Problem to work on:
The number of lines in the entries below holding the word "format" is all that is needed here.

#### Materials provided ####

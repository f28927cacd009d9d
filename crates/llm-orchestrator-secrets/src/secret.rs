// Copyright (c) 2025 LLM DevOps
// SPDX-License-Identifier: MIT OR Apache-2.0

//! Secret data model: a workspace-scoped, encrypted-at-rest credential with
//! a rotation policy and an append-only access history.

use chrono::{DateTime, Duration as ChronoDuration, Utc};
use serde::{Deserialize, Serialize};
use std::collections::HashMap;

/// How often a secret should be rotated, if at all.
#[derive(Debug, Clone, Copy, PartialEq, Eq, Serialize, Deserialize)]
pub enum RotationPolicy {
    Manual,
    Auto30d,
    Auto60d,
    Auto90d,
    Auto180d,
    Auto365d,
}

impl RotationPolicy {
    /// Days between rotations, or `None` for `Manual` (no due date).
    pub fn period_days(&self) -> Option<i64> {
        match self {
            Self::Manual => None,
            Self::Auto30d => Some(30),
            Self::Auto60d => Some(60),
            Self::Auto90d => Some(90),
            Self::Auto180d => Some(180),
            Self::Auto365d => Some(365),
        }
    }

    /// Computes the next due date from a rotation timestamp, `None` when manual.
    pub fn due_from(&self, last_rotated_at: DateTime<Utc>) -> Option<DateTime<Utc>> {
        self.period_days().map(|days| last_rotated_at + ChronoDuration::days(days))
    }
}

/// One action recorded against a secret. Append-only; never carries
/// plaintext.
#[derive(Debug, Clone, Copy, PartialEq, Eq, Serialize, Deserialize)]
pub enum SecretAction {
    Created,
    Accessed,
    Updated,
    Rotated,
    Deleted,
}

/// An append-only audit row for one secret action.
#[derive(Debug, Clone, Serialize, Deserialize)]
pub struct SecretAudit {
    pub id: String,
    pub secret_id: String,
    pub action: SecretAction,
    pub actor: String,
    pub ip_address: Option<String>,
    pub user_agent: Option<String>,
    pub details: serde_json::Value,
    pub recorded_at: DateTime<Utc>,
}

/// A workspace-scoped encrypted secret.
#[derive(Debug, Clone, Serialize, Deserialize)]
pub struct Secret {
    pub id: String,
    pub workspace_id: String,
    pub name: String,
    pub secret_type: String,
    pub encrypted_value: String,
    pub rotation_policy: RotationPolicy,
    pub last_rotated_at: DateTime<Utc>,
    pub rotation_due_at: Option<DateTime<Utc>>,
    pub tags: Vec<String>,
    pub metadata: HashMap<String, serde_json::Value>,
    pub is_active: bool,
    pub created_at: DateTime<Utc>,
    pub created_by: String,
    pub updated_at: DateTime<Utc>,
    pub updated_by: String,
}

impl Secret {
    /// Whether this secret is past its rotation due date. Always `false`
    /// for manually-rotated secrets.
    pub fn is_rotation_due(&self, now: DateTime<Utc>) -> bool {
        self.rotation_due_at.is_some_and(|due| due <= now)
    }

    /// Metadata view with `encrypted_value` stripped -- the only shape
    /// that may ever leave the engine for a non-value request.
    pub fn to_metadata(&self) -> SecretMetadata {
        SecretMetadata {
            id: self.id.clone(),
            workspace_id: self.workspace_id.clone(),
            name: self.name.clone(),
            secret_type: self.secret_type.clone(),
            rotation_policy: self.rotation_policy,
            last_rotated_at: self.last_rotated_at,
            rotation_due_at: self.rotation_due_at,
            tags: self.tags.clone(),
            metadata: self.metadata.clone(),
            is_active: self.is_active,
            created_at: self.created_at,
            created_by: self.created_by.clone(),
            updated_at: self.updated_at,
            updated_by: self.updated_by.clone(),
        }
    }
}

/// Everything about a secret except its encrypted/plaintext value. This is
/// the only shape `SecretEngine::list`/`get_metadata` may return.
#[derive(Debug, Clone, Serialize, Deserialize)]
pub struct SecretMetadata {
    pub id: String,
    pub workspace_id: String,
    pub name: String,
    pub secret_type: String,
    pub rotation_policy: RotationPolicy,
    pub last_rotated_at: DateTime<Utc>,
    pub rotation_due_at: Option<DateTime<Utc>>,
    pub tags: Vec<String>,
    pub metadata: HashMap<String, serde_json::Value>,
    pub is_active: bool,
    pub created_at: DateTime<Utc>,
    pub created_by: String,
    pub updated_at: DateTime<Utc>,
    pub updated_by: String,
}

/// Filter used by [`crate::manager::SecretEngine::list`].
#[derive(Debug, Clone, Default)]
pub struct SecretFilter {
    pub secret_type: Option<String>,
    pub is_active: Option<bool>,
    pub tags_any: Vec<String>,
    pub rotation_due_within_days: Option<i64>,
}

impl SecretFilter {
    pub fn new() -> Self {
        Self::default()
    }

    pub fn matches(&self, secret: &Secret, now: DateTime<Utc>) -> bool {
        if let Some(secret_type) = &self.secret_type {
            if &secret.secret_type != secret_type {
                return false;
            }
        }
        if let Some(is_active) = self.is_active {
            if secret.is_active != is_active {
                return false;
            }
        }
        if !self.tags_any.is_empty() && !secret.tags.iter().any(|t| self.tags_any.contains(t)) {
            return false;
        }
        if let Some(days_ahead) = self.rotation_due_within_days {
            let horizon = now + ChronoDuration::days(days_ahead);
            let due = match secret.rotation_due_at {
                Some(due) => due,
                None => return false,
            };
            if !(due <= horizon && secret.is_active) {
                return false;
            }
        }
        true
    }
}

#[cfg(test)]
mod tests {
    use super::*;

    #[test]
    fn manual_policy_has_no_due_date() {
        assert_eq!(RotationPolicy::Manual.due_from(Utc::now()), None);
    }

    #[test]
    fn auto_30d_due_date_is_30_days_out() {
        let now = Utc::now();
        let due = RotationPolicy::Auto30d.due_from(now).unwrap();
        assert_eq!((due - now).num_days(), 30);
    }

    #[test]
    fn rotation_due_compares_against_now() {
        let now = Utc::now();
        let mut secret = sample_secret(now);
        secret.rotation_due_at = Some(now - ChronoDuration::days(1));
        assert!(secret.is_rotation_due(now));

        secret.rotation_due_at = Some(now + ChronoDuration::days(1));
        assert!(!secret.is_rotation_due(now));

        secret.rotation_due_at = None;
        assert!(!secret.is_rotation_due(now));
    }

    #[test]
    fn metadata_view_never_carries_the_encrypted_value() {
        let secret = sample_secret(Utc::now());
        let metadata = secret.to_metadata();
        let serialized = serde_json::to_string(&metadata).unwrap();
        assert!(!serialized.contains("super-secret-ciphertext"));
    }

    #[test]
    fn filter_matches_on_tag_overlap() {
        let secret = sample_secret(Utc::now());
        let mut filter = SecretFilter::new();
        filter.tags_any = vec!["prod".to_string()];
        assert!(filter.matches(&secret, Utc::now()));

        filter.tags_any = vec!["staging".to_string()];
        assert!(!filter.matches(&secret, Utc::now()));
    }

    fn sample_secret(now: DateTime<Utc>) -> Secret {
        Secret {
            id: "secret-1".to_string(),
            workspace_id: "ws-1".to_string(),
            name: "openai-key".to_string(),
            secret_type: "api_key".to_string(),
            encrypted_value: "super-secret-ciphertext".to_string(),
            rotation_policy: RotationPolicy::Auto90d,
            last_rotated_at: now,
            rotation_due_at: RotationPolicy::Auto90d.due_from(now),
            tags: vec!["prod".to_string()],
            metadata: HashMap::new(),
            is_active: true,
            created_at: now,
            created_by: "user-1".to_string(),
            updated_at: now,
            updated_by: "user-1".to_string(),
        }
    }
}
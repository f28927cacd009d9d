// Copyright (c) 2025 LLM DevOps
// SPDX-License-Identifier: MIT OR Apache-2.0

//! Facade that ties provider selection, fallback, and usage tracking into a
//! single `generate` call, so the workflow engine never talks to a provider
//! or the router directly.

use crate::providers::{GenerateParams, LLMResponse, ProviderError, ProviderRef};
use crate::router::{LLMRouter, SelectionCriteria};
use std::collections::HashMap;
use std::time::Instant;

/// Extra routing/accounting context threaded through a single `generate`
/// call but not part of the wire request itself.
#[derive(Debug, Clone, Default)]
pub struct GenerateContext {
    pub workspace_id: Option<String>,
    pub execution_id: Option<String>,
    pub provider: Option<String>,
    pub model: Option<String>,
    pub task_type: Option<String>,
    pub budget_remaining_usd: Option<f64>,
    pub required_capability: Option<String>,
    pub enable_fallback: Option<bool>,
}

/// Records a completed LLM call for cost accounting. Implemented by the
/// persistence layer; the core crate only depends on the trait.
pub trait CostLogger: Send + Sync {
    fn log_llm_call(
        &self,
        workspace_id: &str,
        execution_id: &str,
        provider: &str,
        model: &str,
        response: &LLMResponse,
    );
}

/// Unifies provider selection, fallback, and usage/cost tracking behind one
/// `generate` call.
pub struct LLMService {
    providers: HashMap<String, ProviderRef>,
    router: LLMRouter,
    enable_fallback_default: bool,
    cost_logger: Option<Box<dyn CostLogger>>,
}

impl LLMService {
    pub fn new(providers: HashMap<String, ProviderRef>, router: LLMRouter, enable_fallback_default: bool) -> Self {
        Self {
            providers,
            router,
            enable_fallback_default,
            cost_logger: None,
        }
    }

    pub fn with_cost_logger(mut self, logger: Box<dyn CostLogger>) -> Self {
        self.cost_logger = Some(logger);
        self
    }

    pub fn router(&self) -> &LLMRouter {
        &self.router
    }

    /// Generates a completion, selecting a provider/model via the router
    /// unless both are pinned in `context`, then walking the fallback chain
    /// on a `ProviderError` (never on other failure classes).
    pub async fn generate(
        &self,
        prompt: &str,
        params: &GenerateParams,
        context: &GenerateContext,
    ) -> Result<LLMResponse, ProviderError> {
        let enable_fallback = context.enable_fallback.unwrap_or(self.enable_fallback_default);

        if let (Some(provider), Some(model)) = (&context.provider, &context.model) {
            return self.generate_with_provider(provider, model, prompt, params, context).await;
        }

        let criteria = SelectionCriteria {
            budget_remaining_usd: context.budget_remaining_usd,
            required_capability: context.required_capability.clone(),
            task_type: context.task_type.clone(),
            ..Default::default()
        };
        let (provider, model) = self
            .router
            .select_provider(&criteria)
            .map_err(|_| ProviderError::Unavailable("no provider selected".to_string()))?;

        match self.generate_with_provider(&provider, &model, prompt, params, context).await {
            Ok(response) => Ok(response),
            Err(err) => {
                tracing::warn!(provider = %provider, model = %model, error = %err, "primary provider failed");
                if !enable_fallback {
                    return Err(err);
                }

                let chain = self.router.get_fallback_chain(
                    &provider,
                    &model,
                    None,
                    context.required_capability.as_deref(),
                );

                let mut tried = vec![format!("{provider}/{model}")];
                for (fb_provider, fb_model) in chain.into_iter().skip(1) {
                    tried.push(format!("{fb_provider}/{fb_model}"));
                    tracing::info!(provider = %fb_provider, model = %fb_model, "trying fallback provider");
                    match self.generate_with_provider(&fb_provider, &fb_model, prompt, params, context).await {
                        Ok(response) => return Ok(response),
                        Err(fallback_err) => {
                            tracing::warn!(provider = %fb_provider, model = %fb_model, error = %fallback_err, "fallback provider failed");
                            continue;
                        }
                    }
                }

                Err(ProviderError::RequestFailed {
                    provider: "fallback_chain".to_string(),
                    message: format!("all providers failed. tried: {}", tried.join(", ")),
                })
            }
        }
    }

    async fn generate_with_provider(
        &self,
        provider: &str,
        model: &str,
        prompt: &str,
        params: &GenerateParams,
        context: &GenerateContext,
    ) -> Result<LLMResponse, ProviderError> {
        let provider_instance = self
            .providers
            .get(provider)
            .ok_or_else(|| ProviderError::Unavailable(provider.to_string()))?;

        let mut params = params.clone();
        params.model = Some(model.to_string());

        let started = Instant::now();
        let result = provider_instance.generate(prompt, &params).await;

        match result {
            Ok(response) => {
                self.router.track_usage(
                    provider,
                    model,
                    true,
                    response.latency_ms,
                    response.cost_usd,
                );

                // Cost is logged exactly once, here, only on success.
                if let (Some(logger), Some(ws), Some(exec)) =
                    (&self.cost_logger, &context.workspace_id, &context.execution_id)
                {
                    logger.log_llm_call(ws, exec, provider, model, &response);
                }

                tracing::info!(
                    provider = %provider,
                    model = %model,
                    tokens_total = response.tokens_total,
                    cost_usd = response.cost_usd,
                    latency_ms = response.latency_ms,
                    "LLM generation successful"
                );

                Ok(response)
            }
            Err(err) => {
                let elapsed_ms = started.elapsed().as_millis() as u64;
                self.router.track_usage(provider, model, false, elapsed_ms, 0.0);
                Err(err)
            }
        }
    }
}

#[cfg(test)]
mod tests {
    use super::*;
    use crate::router::RoutingStrategy;

    #[tokio::test]
    async fn generate_errors_cleanly_when_no_providers_registered() {
        let router = LLMRouter::new(HashMap::new(), RoutingStrategy::Balanced);
        let service = LLMService::new(HashMap::new(), router, true);
        let result = service
            .generate("hello", &GenerateParams::default(), &GenerateContext::default())
            .await;
        assert!(result.is_err());
    }
}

####

Answer space:
3